Task statement: Check each line of the material for "Notice" and report how many lines have it, with nothing added.
'''
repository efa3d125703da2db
use tracing::{Level, event, instrument};

use handle_errors::Error;

use crate::client::TriviaClient;
use crate::components::{ADD_QUESTION_FAILED, LOAD_CATEGORIES_FAILED, Notice};
use crate::types::{
    category::{Category, CategoryId},
    question::{MAX_DIFFICULTY, MIN_DIFFICULTY, NewQuestion},
};

pub const FIELD_QUESTION: &str = "question";
pub const FIELD_ANSWER: &str = "answer";
pub const FIELD_DIFFICULTY: &str = "difficulty";
pub const FIELD_CATEGORY: &str = "category";

/// Question being typed in, not submitted yet.
#[derive(Debug, Clone, PartialEq, Eq)]
pub struct Draft {
    pub question: String,
    pub answer: String,
    pub difficulty: i32,
    pub category: CategoryId,
}

impl Default for Draft {
    fn default() -> Self {
        Draft {
            question: String::new(),
            answer: String::new(),
            difficulty: MIN_DIFFICULTY,
            category: CategoryId(1),
        }
    }
}

impl From<&Draft> for NewQuestion {
    fn from(draft: &Draft) -> Self {
        NewQuestion {
            question: draft.question.clone(),
            answer: draft.answer.clone(),
            difficulty: draft.difficulty,
            category: draft.category,
        }
    }
}

/// State of the "add a new trivia question" form.
#[derive(Debug, Default)]
pub struct QuestionForm {
    draft: Draft,
    categories: Vec<Category>,
}

impl QuestionForm {
    pub fn new() -> Self {
        QuestionForm::default()
    }

    pub fn draft(&self) -> &Draft {
        &self.draft
    }

    pub fn categories(&self) -> &[Category] {
        &self.categories
    }

    /// Options of the category selector, in the order the API listed them.
    pub fn category_options(&self) -> Vec<(CategoryId, &str)> {
        self.categories
            .iter()
            .map(|c| (c.id, c.kind.as_str()))
            .collect()
    }

    /// Options of the difficulty selector: `1 => ★` up to `5 => ★★★★★`.
    pub fn difficulty_options() -> Vec<(i32, String)> {
        (MIN_DIFFICULTY..=MAX_DIFFICULTY)
            .map(|level| (level, "★".repeat(level as usize)))
            .collect()
    }

    /// Loads the selectable categories. Called once when the form is shown.
    #[instrument(skip(self))]
    pub async fn mount(&mut self, client: &TriviaClient) -> Result<(), Notice> {
        match client.get_categories().await {
            Ok(categories) => {
                self.categories = categories;
                Ok(())
            }
            Err(e) => {
                event!(Level::ERROR, "{}", e);
                Err(Notice {
                    message: LOAD_CATEGORIES_FAILED,
                    source: e,
                })
            }
        }
    }

    /// Stores `value` in the draft field called `name`.
    pub fn handle_change(&mut self, name: &str, value: &str) -> Result<(), Error> {
        match name {
            FIELD_QUESTION => self.draft.question = value.to_string(),
            FIELD_ANSWER => self.draft.answer = value.to_string(),
            FIELD_DIFFICULTY => {
                self.draft.difficulty = value.trim().parse::<i32>().map_err(Error::ParseError)?
            }
            FIELD_CATEGORY => {
                self.draft.category =
                    CategoryId(value.trim().parse::<i32>().map_err(Error::ParseError)?)
            }
            _ => return Err(Error::UnknownField(name.to_string())),
        }
        Ok(())
    }

    /// Sends the draft as one new question. The draft is cleared on
    /// success and left untouched on failure.
    #[instrument(skip(self))]
    pub async fn submit(&mut self, client: &TriviaClient) -> Result<(), Notice> {
        match client.add_question(&NewQuestion::from(&self.draft)).await {
            Ok(()) => {
                self.clear();
                Ok(())
            }
            Err(e) => {
                event!(Level::ERROR, "{}", e);
                Err(Notice {
                    message: ADD_QUESTION_FAILED,
                    source: e,
                })
            }
        }
    }

    /// Resets every field of the draft.
    pub fn clear(&mut self) {
        self.draft = Draft::default();
    }
}

#[cfg(test)]
mod tests {
    use super::*;

    #[test]
    fn starts_with_an_empty_draft() {
        let form = QuestionForm::new();
        assert_eq!(form.draft(), &Draft::default());
        assert_eq!(form.draft().difficulty, 1);
        assert_eq!(form.draft().category, CategoryId(1));
        assert!(form.categories().is_empty());
    }

    #[test]
    fn changes_are_keyed_by_field_name() {
        let mut form = QuestionForm::new();
        form.handle_change("question", "Who discovered penicillin?")
            .unwrap();
        form.handle_change("answer", "Alexander Fleming").unwrap();
        form.handle_change("difficulty", "3").unwrap();
        form.handle_change("category", "1").unwrap();

        assert_eq!(
            form.draft(),
            &Draft {
                question: "Who discovered penicillin?".to_string(),
                answer: "Alexander Fleming".to_string(),
                difficulty: 3,
                category: CategoryId(1),
            }
        );
    }

    #[test]
    fn bad_changes_leave_the_draft_alone() {
        let mut form = QuestionForm::new();
        assert!(matches!(
            form.handle_change("difficulty", "hard"),
            Err(Error::ParseError(_))
        ));
        assert!(matches!(
            form.handle_change("author", "me"),
            Err(Error::UnknownField(_))
        ));
        assert_eq!(form.draft(), &Draft::default());
    }

    #[test]
    fn clear_resets_every_field() {
        let mut form = QuestionForm::new();
        form.handle_change("question", "Who discovered penicillin?")
            .unwrap();
        form.handle_change("difficulty", "5").unwrap();
        form.handle_change("category", "4").unwrap();
        form.clear();
        assert_eq!(form.draft(), &Draft::default());
    }

    #[test]
    fn difficulty_options_use_stars() {
        let options = QuestionForm::difficulty_options();
        assert_eq!(options.len(), 5);
        assert_eq!(options[0], (1, "★".to_string()));
        assert_eq!(options[4], (5, "★★★★★".to_string()));
    }
}
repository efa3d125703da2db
use rand::seq::SliceRandom;
use tracing::{Level, event, instrument};

use crate::store::Store;
use crate::types::quiz::{ANY_CATEGORY, QuizRequest, QuizResponse};

/// Picks a random question of the requested category that was not played yet.
/// `ANY_CATEGORY` draws the category at random first.
#[instrument(skip(store))]
pub async fn play_quiz(
    store: Store,
    request: QuizRequest,
) -> Result<impl warp::Reply, warp::Rejection> {
    let category = if request.quiz_category.id == ANY_CATEGORY {
        let categories = store.get_categories().await;
        categories.choose(&mut rand::thread_rng()).map(|c| c.id)
    } else {
        Some(request.quiz_category.id)
    };

    let question = match category {
        Some(category) => {
            let candidates = store
                .quiz_candidates(category, &request.previous_questions)
                .await;
            candidates.choose(&mut rand::thread_rng()).cloned()
        }
        None => None,
    };
    event!(
        Level::INFO,
        played = request.previous_questions.len(),
        exhausted = question.is_none()
    );

    Ok(warp::reply::json(&QuizResponse {
        success: true,
        question,
    }))
}
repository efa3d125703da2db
use serde::{Deserialize, Serialize};

use crate::types::category::CategoryId;
use crate::types::question::{Question, QuestionId};

/// Category id that lets the server pick any category.
pub const ANY_CATEGORY: CategoryId = CategoryId(0);

#[derive(Serialize, Deserialize, Debug, Clone, PartialEq, Eq)]
pub struct QuizCategory {
    pub id: CategoryId,
    #[serde(rename = "type", default)]
    pub kind: Option<String>,
}

#[derive(Serialize, Deserialize, Debug, Clone)]
pub struct QuizRequest {
    pub previous_questions: Vec<QuestionId>,
    pub quiz_category: QuizCategory,
}

#[derive(Serialize, Deserialize, Debug, Clone)]
pub struct QuizResponse {
    pub success: bool,
    pub question: Option<Question>,
}
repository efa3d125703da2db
pub mod category;
pub mod question;
pub mod quiz;
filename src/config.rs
use clap::Args;
use serde::Deserialize;
use std::env;
use std::net::{IpAddr, SocketAddr};

use handle_errors::Error;

/// Settings shared by the server and the terminal client.
///
/// Layers, lowest precedence first: defaults, `setup.toml`, `.env` and
/// `TRIVIA_*` environment variables, `PORT`, then command line flags.
#[derive(Debug, Clone, PartialEq, Eq, Deserialize)]
#[serde(default)]
pub struct Config {
    pub log_level: String,
    pub host: String,
    pub port: u16,
    pub api_url: String,
    pub seed: bool,
    pub max_retries: u32,
}

impl Default for Config {
    fn default() -> Self {
        Config {
            log_level: "info".to_string(),
            host: "127.0.0.1".to_string(),
            port: 3030,
            api_url: "http://127.0.0.1:3030".to_string(),
            seed: false,
            max_retries: 0,
        }
    }
}

/// Command line flags overriding the file and environment settings.
#[derive(Args, Debug, Default, Clone)]
pub struct Overrides {
    /// Settings file to read, without extension
    #[clap(long, default_value = "setup")]
    pub config: String,
    /// Which errors we want to log (info, warn or error)
    #[clap(short, long)]
    pub log_level: Option<String>,
    /// Address the server listens on
    #[clap(long)]
    pub host: Option<String>,
    /// Port the server listens on
    #[clap(short, long)]
    pub port: Option<u16>,
    /// Base url of the trivia API
    #[clap(long)]
    pub api_url: Option<String>,
    /// Start the server with the bundled sample questions
    #[clap(long)]
    pub seed: bool,
    /// Retries for transient request failures, 0 disables retrying
    #[clap(long)]
    pub max_retries: Option<u32>,
}

impl Config {
    pub fn load(overrides: &Overrides) -> Result<Config, Error> {
        dotenv::dotenv().ok();

        let settings = ::config::Config::builder()
            .add_source(::config::File::with_name(&overrides.config).required(false))
            .add_source(::config::Environment::with_prefix("TRIVIA"))
            .build()
            .map_err(Error::ConfigError)?;
        let mut config = settings
            .try_deserialize::<Config>()
            .map_err(Error::ConfigError)?;

        if let Ok(port) = env::var("PORT") {
            config.port = port.parse::<u16>().map_err(Error::ParseError)?;
        }

        Ok(config.apply(overrides))
    }

    pub fn apply(mut self, overrides: &Overrides) -> Config {
        if let Some(log_level) = &overrides.log_level {
            self.log_level = log_level.clone();
        }
        if let Some(host) = &overrides.host {
            self.host = host.clone();
        }
        if let Some(port) = overrides.port {
            self.port = port;
        }
        if let Some(api_url) = &overrides.api_url {
            self.api_url = api_url.clone();
        }
        if overrides.seed {
            self.seed = true;
        }
        if let Some(max_retries) = overrides.max_retries {
            self.max_retries = max_retries;
        }
        self
    }

    pub fn socket_addr(&self) -> Result<SocketAddr, Error> {
        let ip = self.host.parse::<IpAddr>().map_err(Error::InvalidAddress)?;
        Ok(SocketAddr::new(ip, self.port))
    }

    /// Tracing filter directive: `RUST_LOG` when set, the configured level otherwise.
    pub fn log_filter(&self) -> String {
        env::var("RUST_LOG").unwrap_or_else(|_| {
            format!(
                "handle_errors={level},trivia={level},warp=error",
                level = self.log_level
            )
        })
    }
}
'''
Your solution: 5